Os motores vêm em duas configurações básicas de pólos de campo: salientes e não salientes. Em uma máquina de pólos salientes, o campo magnético dos pólos é criado por enrolamentos enrolados nos pólos abaixo das faces dos pólos. Em máquinas de pólo não saliente ou de campo distribuído ou rotor circular, os enrolamentos são distribuídos em ranhuras de face de pólo. [60] Um motor de polo sombreado tem uma parte enrolada de um polo que retarda a fase do campo magnético desse polo.
Os condutores de alguns motores elétricos consistem em metal mais espesso, como tiras ou folhas de metal, geralmente cobre ou alumínio. Estes são geralmente acionados por indução eletromagnética.
comutador
Ver artigo principal: Comutador (elétrico)
Pequeno motor DC para brinquedos e seu comutador
Um comutador é um mecanismo usado para alternar a entrada da maioria dos motores CC e alguns motores CA. Consiste em segmentos de anéis coletores isolados entre si e do eixo. A corrente de armadura do motor é fornecida através de escovas estacionárias em contato com o comutador rotativo, o que provoca a inversão de corrente necessária e conforme o rotor gira de pólo a póloAlimente o motor da melhor maneira possível. [61][62] Na ausência desta reversão de corrente, o motor irá frear até parar. Os motores de indução comutados externamente e de ímã permanente estão substituindo os motores comutados eletromecânicos, dada a tecnologia aprimorada nas áreas de controladores eletrônicos, controle sem sensor, motores de indução e motores de ímã permanente.
Fornecimento e controle do motor
Potência do motor
Como mencionado acima, os motores CC são normalmente alimentados por comutadores de anéis deslizantes. A comutação do motor CA pode ser conseguida usando um comutador de anel deslizante ou comutação externa, e pode ser do tipo de controle de velocidade fixa ou variável, e também pode ser do tipo síncrono ou assíncrono. Os motores elétricos de uso geral podem funcionar em CA ou CC.
Controle motor
Ao ajustar a tensão CC aplicada aos terminais, os motores CC podem funcionar em velocidades variáveis.
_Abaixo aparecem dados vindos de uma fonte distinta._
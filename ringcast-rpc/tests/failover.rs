use std::net::SocketAddr;
use std::sync::atomic::{AtomicUsize, Ordering};
use std::sync::Arc;
use std::time::{Duration, Instant};

use ringcast_rpc::{
    event_channel,
    ClientConfig,
    ClientEvent,
    Codec,
    Handler,
    MultiClient,
    Request,
    RpcError,
    RpcService,
    Server,
    ServiceRegistry,
    Status,
};
use tokio::net::TcpListener;

pub struct NamedService {
    name: &'static str,
    delay: Duration,
    calls: Arc<AtomicUsize>,
}

impl RpcService for NamedService {
    fn register_handlers(registry: &mut ServiceRegistry<Self>) {
        registry.add_handler::<String>();
    }
}

#[ringcast_rpc::async_trait]
impl Handler<String> for NamedService {
    type Reply = String;

    fn method() -> &'static str {
        "Named.Who"
    }

    async fn on_message(&self, msg: Request<String>) -> Result<Self::Reply, Status> {
        self.calls.fetch_add(1, Ordering::SeqCst);
        if msg.as_str() == "fail" {
            return Err(Status::internal("asked to fail"));
        }
        tokio::time::sleep(self.delay).await;
        Ok(self.name.to_string())
    }
}

async fn named_server(
    name: &'static str,
    delay: Duration,
) -> anyhow::Result<(Server, Arc<AtomicUsize>)> {
    named_server_on("127.0.0.1:0".parse()?, name, delay).await
}

async fn named_server_on(
    addr: SocketAddr,
    name: &'static str,
    delay: Duration,
) -> anyhow::Result<(Server, Arc<AtomicUsize>)> {
    let calls = Arc::new(AtomicUsize::new(0));
    let server = Server::listen(addr, Codec::Cbor).await?;
    server.add_service(NamedService {
        name,
        delay,
        calls: calls.clone(),
    });
    Ok((server, calls))
}

/// A server which accepts connections but never answers.
async fn black_hole() -> anyhow::Result<SocketAddr> {
    let listener = TcpListener::bind("127.0.0.1:0").await?;
    let addr = listener.local_addr()?;
    tokio::spawn(async move {
        let mut held = Vec::new();
        while let Ok((stream, _)) = listener.accept().await {
            held.push(stream);
        }
    });
    Ok(addr)
}

fn config(call_timeout: Duration) -> ClientConfig {
    ClientConfig::default()
        .with_call_timeout(call_timeout)
        .with_dial_timeout(Duration::from_millis(500))
}

#[tokio::test]
async fn test_failover_to_third_endpoint() -> anyhow::Result<()> {
    let _ = tracing_subscriber::fmt::try_init();

    let refused = test_helper::get_unused_addr().to_string();
    let (slow, slow_calls) = named_server("slow", Duration::from_secs(5)).await?;
    let (good, good_calls) = named_server("good", Duration::ZERO).await?;
    let slow = good_addr(&slow);
    let good = good_addr(&good);

    let (tx, rx) = event_channel();
    let client = MultiClient::new(
        [refused.clone(), slow.clone(), good.clone()],
        Codec::Cbor,
        config(Duration::from_millis(100)),
    )
    .with_events(tx);

    // The endpoint order is random, keep calling until one call had to get
    // past both broken endpoints before reaching the good one.
    let mut failed_over = false;
    for _ in 0..60 {
        let good_before = good_calls.load(Ordering::SeqCst);
        let slow_before = slow_calls.load(Ordering::SeqCst);

        let start = Instant::now();
        let reply: String = client.call("Named.Who", "who are you?").await?;
        let elapsed = start.elapsed();
        assert_eq!(reply, "good");
        assert!(elapsed < Duration::from_secs(2), "Call took {elapsed:?}");
        assert_eq!(good_calls.load(Ordering::SeqCst) - good_before, 1);

        let mut refused_seen = false;
        let mut timed_out = false;
        for event in rx.try_iter() {
            match event {
                ClientEvent::Failed { endpoint, .. } if endpoint == refused => {
                    refused_seen = true;
                },
                ClientEvent::Closed {
                    endpoint, reason, ..
                } if endpoint == slow => {
                    assert!(reason.contains("did not complete"));
                    timed_out = true;
                },
                ClientEvent::Closed { endpoint, .. } => {
                    panic!("Unexpected closed connection to {endpoint}")
                },
                _ => {},
            }
        }

        if refused_seen && timed_out {
            assert!(slow_calls.load(Ordering::SeqCst) - slow_before <= 1);
            assert!(elapsed >= Duration::from_millis(100));
            failed_over = true;
            break;
        }
    }

    assert!(failed_over, "No call went through both broken endpoints");

    Ok(())
}

#[tokio::test]
async fn test_reconnects_after_peer_restart() -> anyhow::Result<()> {
    let _ = tracing_subscriber::fmt::try_init();

    let (server, _) = named_server("before", Duration::ZERO).await?;
    let addr = server.local_addr();
    let endpoint = addr.to_string();

    let (tx, rx) = event_channel();
    let client = MultiClient::new([endpoint.clone()], Codec::Cbor, config(Duration::from_secs(1)))
        .with_events(tx);

    let reply: String = client.call("Named.Who", "one").await?;
    assert_eq!(reply, "before");
    let pool = client.pool(&endpoint).expect("Pool should exist");
    assert_eq!(pool.idle(), 1);

    // The pooled connection goes stale once the peer is gone.
    drop(server);
    tokio::time::sleep(Duration::from_millis(100)).await;
    let (_restarted, calls) = restart(addr, "after").await?;

    let reply: String = client.call("Named.Who", "two").await?;
    assert_eq!(reply, "after");
    assert_eq!(calls.load(Ordering::SeqCst), 1);

    let events = rx.try_iter().collect::<Vec<_>>();
    let connected = events
        .iter()
        .filter(|event| matches!(event, ClientEvent::Connected { .. }))
        .count();
    let closed = events
        .iter()
        .filter(|event| matches!(event, ClientEvent::Closed { .. }))
        .count();
    assert_eq!(connected, 2, "Unexpected events {events:?}");
    assert_eq!(closed, 1, "Unexpected events {events:?}");
    assert_eq!(pool.active(), 1);
    assert_eq!(pool.idle(), 1);

    let reply: String = client.call("Named.Who", "three").await?;
    assert_eq!(reply, "after");

    Ok(())
}

async fn restart(
    addr: SocketAddr,
    name: &'static str,
) -> anyhow::Result<(Server, Arc<AtomicUsize>)> {
    let mut attempts = 0;
    loop {
        match named_server_on(addr, name, Duration::ZERO).await {
            Ok(server) => return Ok(server),
            Err(e) if attempts < 20 => {
                attempts += 1;
                tracing::debug!(error = ?e, "Address not yet free.");
                tokio::time::sleep(Duration::from_millis(50)).await;
            },
            Err(e) => return Err(e),
        }
    }
}

#[tokio::test]
async fn test_timeout_failover_closes_client() -> anyhow::Result<()> {
    let _ = tracing_subscriber::fmt::try_init();

    let blocking = black_hole().await?.to_string();
    let (good, _) = named_server("good", Duration::ZERO).await?;
    let good = good_addr(&good);

    let (tx, rx) = event_channel();
    let client = MultiClient::new(
        [blocking.clone(), good.clone()],
        Codec::Cbor,
        config(Duration::from_millis(100)),
    )
    .with_events(tx);

    // The endpoint order is random, keep calling until the blocking endpoint
    // has been tried first at least once.
    let mut closed = false;
    for _ in 0..30 {
        let start = Instant::now();
        let reply: String = client.call("Named.Who", "hello").await?;
        let elapsed = start.elapsed();
        assert_eq!(reply, "good");
        assert!(elapsed < Duration::from_millis(250), "Call took {elapsed:?}");

        while let Ok(event) = rx.try_recv() {
            if let ClientEvent::Closed { endpoint, reason, .. } = event {
                assert_eq!(endpoint, blocking);
                assert!(reason.contains("did not complete"));
                closed = true;
            }
        }

        if closed {
            break;
        }
    }

    assert!(closed, "The blocking endpoint was never tried");
    let pool = client.pool(&blocking).expect("Pool should exist");
    assert_eq!(pool.active(), 0);
    assert_eq!(pool.idle(), 0);

    Ok(())
}

#[tokio::test]
async fn test_remote_error_is_not_retried() -> anyhow::Result<()> {
    let _ = tracing_subscriber::fmt::try_init();

    let (first, first_calls) = named_server("first", Duration::ZERO).await?;
    let (second, second_calls) = named_server("second", Duration::ZERO).await?;

    let client = MultiClient::new(
        [good_addr(&first), good_addr(&second)],
        Codec::Cbor,
        config(Duration::from_secs(1)),
    );

    let result = client.call::<_, String>("Named.Who", "fail").await;
    assert!(matches!(result, Err(RpcError::Remote(e)) if e.contains("asked to fail")));
    assert_eq!(
        first_calls.load(Ordering::SeqCst) + second_calls.load(Ordering::SeqCst),
        1
    );

    // The connection stays pooled after a remote error.
    let idle = client
        .endpoints()
        .iter()
        .filter_map(|endpoint| client.pool(endpoint))
        .map(|pool| pool.idle())
        .sum::<usize>();
    assert_eq!(idle, 1);

    Ok(())
}

#[tokio::test]
async fn test_all_backends_dead() -> anyhow::Result<()> {
    let _ = tracing_subscriber::fmt::try_init();

    let (tx, rx) = event_channel();
    let client = MultiClient::new(
        [
            test_helper::get_unused_addr().to_string(),
            test_helper::get_unused_addr().to_string(),
        ],
        Codec::Cbor,
        config(Duration::from_millis(100)),
    )
    .with_events(tx);

    let result = client.call::<_, String>("Named.Who", "anyone?").await;
    assert!(matches!(result, Err(RpcError::AllBackendsDead)));

    let failures = rx
        .try_iter()
        .filter(|event| matches!(event, ClientEvent::Failed { .. }))
        .count();
    assert_eq!(failures, 2);

    let client = MultiClient::new(Vec::<String>::new(), Codec::Cbor, config(Duration::from_millis(100)));
    let result = client.call::<_, String>("Named.Who", "anyone?").await;
    assert!(matches!(result, Err(RpcError::AllBackendsDead)));

    Ok(())
}

#[tokio::test]
async fn test_set_endpoints() -> anyhow::Result<()> {
    let _ = tracing_subscriber::fmt::try_init();

    let (first, _) = named_server("first", Duration::ZERO).await?;
    let (second, _) = named_server("second", Duration::ZERO).await?;

    let client = MultiClient::new([good_addr(&first)], Codec::Cbor, config(Duration::from_secs(1)));
    let reply: String = client.call("Named.Who", "hi").await?;
    assert_eq!(reply, "first");

    client.set_endpoints([good_addr(&second), good_addr(&second)]);
    assert_eq!(client.endpoints(), vec![good_addr(&second)]);
    assert!(client.pool(&good_addr(&first)).is_none());

    let reply: String = client.call("Named.Who", "hi").await?;
    assert_eq!(reply, "second");

    Ok(())
}

fn good_addr(server: &Server) -> String {
    server.local_addr().to_string()
}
Os motores CA, geralmente funcionando em velocidade fixa, são alimentados diretamente da rede ou através de um soft starter do motor.
Os motores CA que operam em velocidade variável são alimentados por vários inversores de potência, inversores de frequência variável ou tecnologias de comutador eletrônico.
O termo comutador eletrônico é frequentemente associado a aplicações de motores CC sem escovas autocomutados e motores de relutância comutada.